= Living Stories =

Google service

Living Stories is a project developed by Google along with collaboration from The New York Times and The Washington Post for presenting news that started from December 2009–February 2010. The stories that ran are still available on the Living Stories website but are not being currently updated. The purpose behind the project was an attempt to experiment by breaking from a traditional interface of just one article about one story by innovatively combining multiple articles about a "living story" that is ongoing and that continues to develop while implementing them under a unique URL interface.

==Concept==
The Living Stories interface allowed readers to view multiple threads of the same story, similar to an RSS feed, a summary of the story, a timeline, and more features all while allowing the reader to view updated information while filtering or highlighting what the reader has already read about. According to Google, Living Stories was preferred over reading traditional news formats by 75% of the people surveyed.

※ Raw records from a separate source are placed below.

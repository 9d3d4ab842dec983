//! Mock backends for deterministic testing.
//!
//! Available inside this crate's tests and, through the `mock` feature, to
//! other crates' tests.
//!
//! ## Usage
//!
//! ```rust,ignore
//! use lectern_inference::mock::MockInferenceBackend;
//!
//! let backend = MockInferenceBackend::new()
//!     .with_dimension(8)
//!     .with_response_mapping("keywords", r#"{"summary":"s","keywords":["k"]}"#);
//! ```

use std::sync::{Arc, Mutex};

use async_trait::async_trait;

use lectern_core::{EmbeddingBackend, Error, GenerationBackend, Result, Vector};

use crate::ocr::{split_fragments, OcrBackend};
use crate::transcription::{TranscriptionBackend, TranscriptionResult, TranscriptionSegment};

/// A recorded call against a mock backend.
#[derive(Debug, Clone)]
pub struct MockCall {
    pub operation: String,
    pub input: String,
}

#[derive(Default)]
struct CallLog(Mutex<Vec<MockCall>>);

impl CallLog {
    fn push(&self, operation: &str, input: &str) {
        if let Ok(mut calls) = self.0.lock() {
            calls.push(MockCall {
                operation: operation.to_string(),
                input: input.to_string(),
            });
        }
    }

    fn snapshot(&self) -> Vec<MockCall> {
        self.0.lock().map(|c| c.clone()).unwrap_or_default()
    }

    fn count(&self, operation: &str) -> usize {
        self.snapshot()
            .iter()
            .filter(|c| c.operation == operation)
            .count()
    }
}

// =============================================================================
// EMBEDDING + GENERATION
// =============================================================================

#[derive(Debug, Clone)]
struct MockConfig {
    dimension: usize,
    /// (prompt substring, response), first match wins.
    mapped_responses: Vec<(String, String)>,
    default_response: String,
    latency_ms: u64,
    fail_embed: bool,
    fail_generate: bool,
}

impl Default for MockConfig {
    fn default() -> Self {
        Self {
            dimension: 16,
            mapped_responses: Vec::new(),
            default_response: "Mock response".to_string(),
            latency_ms: 0,
            fail_embed: false,
            fail_generate: false,
        }
    }
}

/// Mock embedding + generation backend.
#[derive(Clone)]
pub struct MockInferenceBackend {
    config: Arc<MockConfig>,
    calls: Arc<CallLog>,
}

impl MockInferenceBackend {
    pub fn new() -> Self {
        Self {
            config: Arc::new(MockConfig::default()),
            calls: Arc::new(CallLog::default()),
        }
    }

    /// Set the embedding dimension.
    pub fn with_dimension(mut self, dimension: usize) -> Self {
        Arc::make_mut(&mut self.config).dimension = dimension;
        self
    }

    /// Set the response returned when no mapping matches.
    pub fn with_fixed_response(mut self, response: impl Into<String>) -> Self {
        Arc::make_mut(&mut self.config).default_response = response.into();
        self
    }

    /// Return `output` for any prompt containing `needle`.
    pub fn with_response_mapping(
        mut self,
        needle: impl Into<String>,
        output: impl Into<String>,
    ) -> Self {
        Arc::make_mut(&mut self.config)
            .mapped_responses
            .push((needle.into(), output.into()));
        self
    }

    /// Set simulated latency for all operations.
    pub fn with_latency_ms(mut self, latency_ms: u64) -> Self {
        Arc::make_mut(&mut self.config).latency_ms = latency_ms;
        self
    }

    /// Make every embedding call fail.
    pub fn with_embed_failure(mut self) -> Self {
        Arc::make_mut(&mut self.config).fail_embed = true;
        self
    }

    /// Make every generation call fail.
    pub fn with_generate_failure(mut self) -> Self {
        Arc::make_mut(&mut self.config).fail_generate = true;
        self
    }

    pub fn get_calls(&self) -> Vec<MockCall> {
        self.calls.snapshot()
    }

    /// Number of `embed_texts` calls (batches, not texts).
    pub fn embed_call_count(&self) -> usize {
        self.calls.count("embed")
    }

    pub fn generate_call_count(&self) -> usize {
        self.calls.count("generate")
    }

    async fn simulate_latency(&self) {
        if self.config.latency_ms > 0 {
            tokio::time::sleep(std::time::Duration::from_millis(self.config.latency_ms)).await;
        }
    }
}

impl Default for MockInferenceBackend {
    fn default() -> Self {
        Self::new()
    }
}

#[async_trait]
impl EmbeddingBackend for MockInferenceBackend {
    async fn embed_texts(&self, texts: &[String]) -> Result<Vec<Vector>> {
        self.calls.push("embed", &texts.join("\u{1e}"));
        self.simulate_latency().await;
        if self.config.fail_embed {
            return Err(Error::Embedding("Simulated failure for testing".to_string()));
        }
        Ok(texts
            .iter()
            .map(|t| MockEmbeddingGenerator::generate(t, self.config.dimension))
            .collect())
    }

    fn dimension(&self) -> usize {
        self.config.dimension
    }

    fn model_name(&self) -> &str {
        "mock-embed"
    }
}

#[async_trait]
impl GenerationBackend for MockInferenceBackend {
    async fn generate(&self, prompt: &str) -> Result<String> {
        self.generate_with_system("", prompt).await
    }

    async fn generate_with_system(&self, _system: &str, prompt: &str) -> Result<String> {
        self.calls.push("generate", prompt);
        self.simulate_latency().await;
        if self.config.fail_generate {
            return Err(Error::Inference("Simulated failure for testing".to_string()));
        }
        let response = self
            .config
            .mapped_responses
            .iter()
            .find(|(needle, _)| prompt.contains(needle.as_str()))
            .map(|(_, out)| out.clone())
            .unwrap_or_else(|| self.config.default_response.clone());
        Ok(response)
    }

    fn model_name(&self) -> &str {
        "mock-gen"
    }
}

/// Mock embedding generator with deterministic output.
pub struct MockEmbeddingGenerator;

impl MockEmbeddingGenerator {
    /// Generate a deterministic unit vector from text.
    pub fn generate(text: &str, dimension: usize) -> Vec<f32> {
        let mut vec = vec![0.0; dimension.max(1)];
        for (i, c) in text.chars().enumerate() {
            let idx = (c as usize + i) % vec.len();
            vec[idx] += 0.1;
        }
        let magnitude: f32 = vec.iter().map(|x| x * x).sum::<f32>().sqrt();
        if magnitude > 0.0 {
            vec.iter_mut().for_each(|x| *x /= magnitude);
        }
        vec
    }
}

// =============================================================================
// OCR
// =============================================================================

/// OCR mock that treats image bytes as UTF-8 text.
///
/// Images containing `CORRUPT` fail, which exercises per-frame degradation.
#[derive(Clone, Default)]
pub struct MockOcrBackend {
    calls: Arc<CallLog>,
}

impl MockOcrBackend {
    pub fn new() -> Self {
        Self::default()
    }

    pub fn call_count(&self) -> usize {
        self.calls.count("recognize")
    }
}

#[async_trait]
impl OcrBackend for MockOcrBackend {
    async fn recognize(&self, image_data: &[u8]) -> Result<Vec<String>> {
        let text = String::from_utf8_lossy(image_data);
        self.calls.push("recognize", &text);
        if text.contains("CORRUPT") {
            return Err(Error::Recognition("Simulated unreadable image".to_string()));
        }
        Ok(split_fragments(&text))
    }

    async fn health_check(&self) -> Result<bool> {
        Ok(true)
    }

    fn model_name(&self) -> &str {
        "mock-ocr"
    }
}

// =============================================================================
// TRANSCRIPTION
// =============================================================================

/// Transcription mock returning a fixed segment list.
#[derive(Clone, Default)]
pub struct MockTranscriptionBackend {
    segments: Vec<TranscriptionSegment>,
    fail: bool,
    calls: Arc<CallLog>,
}

impl MockTranscriptionBackend {
    pub fn new() -> Self {
        Self::default()
    }

    pub fn with_segments(mut self, segments: Vec<TranscriptionSegment>) -> Self {
        self.segments = segments;
        self
    }

    /// Convenience: build segments from `(start, end, text)` triples.
    pub fn with_triples(self, triples: &[(f64, f64, &str)]) -> Self {
        self.with_segments(
            triples
                .iter()
                .map(|(start, end, text)| TranscriptionSegment {
                    start_secs: *start,
                    end_secs: *end,
                    text: text.to_string(),
                })
                .collect(),
        )
    }

    pub fn with_failure(mut self) -> Self {
        self.fail = true;
        self
    }

    pub fn call_count(&self) -> usize {
        self.calls.count("transcribe")
    }
}

#[async_trait]
impl TranscriptionBackend for MockTranscriptionBackend {
    async fn transcribe(
        &self,
        audio_data: &[u8],
        _mime_type: &str,
        _language: Option<&str>,
    ) -> Result<TranscriptionResult> {
        self.calls
            .push("transcribe", &format!("{} bytes", audio_data.len()));
        if self.fail {
            return Err(Error::Recognition("Simulated ASR outage".to_string()));
        }
        Ok(TranscriptionResult {
            full_text: self
                .segments
                .iter()
                .map(|s| s.text.as_str())
                .collect::<Vec<_>>()
                .join(" "),
            segments: self.segments.clone(),
            language: Some("en".to_string()),
            duration_secs: self.segments.last().map(|s| s.end_secs),
        })
    }

    async fn health_check(&self) -> Result<bool> {
        Ok(!self.fail)
    }

    fn model_name(&self) -> &str {
        "mock-asr"
    }
}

==Release as open source==
After the initial experimental period, Google released it to the public on February 17, 2010, as an open source code. According to Neha Singh, software engineer for Google, "Open sourcing the code was the logical next stage of the experiment and was always planned. From the beginning, we had said that hosting the stories on Google Labs was temporary. We want to help interested news publishers cover stories this way on their own websites. The Times and Post had teams of reporters publishing through the Living Stories format for over two months, which helped us collect a lot of data and feedback, and improve the code."

==Problems==
Living Stories does pose a problem for the revenue model of newspapers. As it doesn't redirect traffic back to the original newspaper articles, and makes its content freely accessible to its readers, publishers lose support for advertisers and produce content with no return on investment. However, publishers could potentially post advertisements alongside the articles, following the shared revenue model elaborated by Google Fast Flip.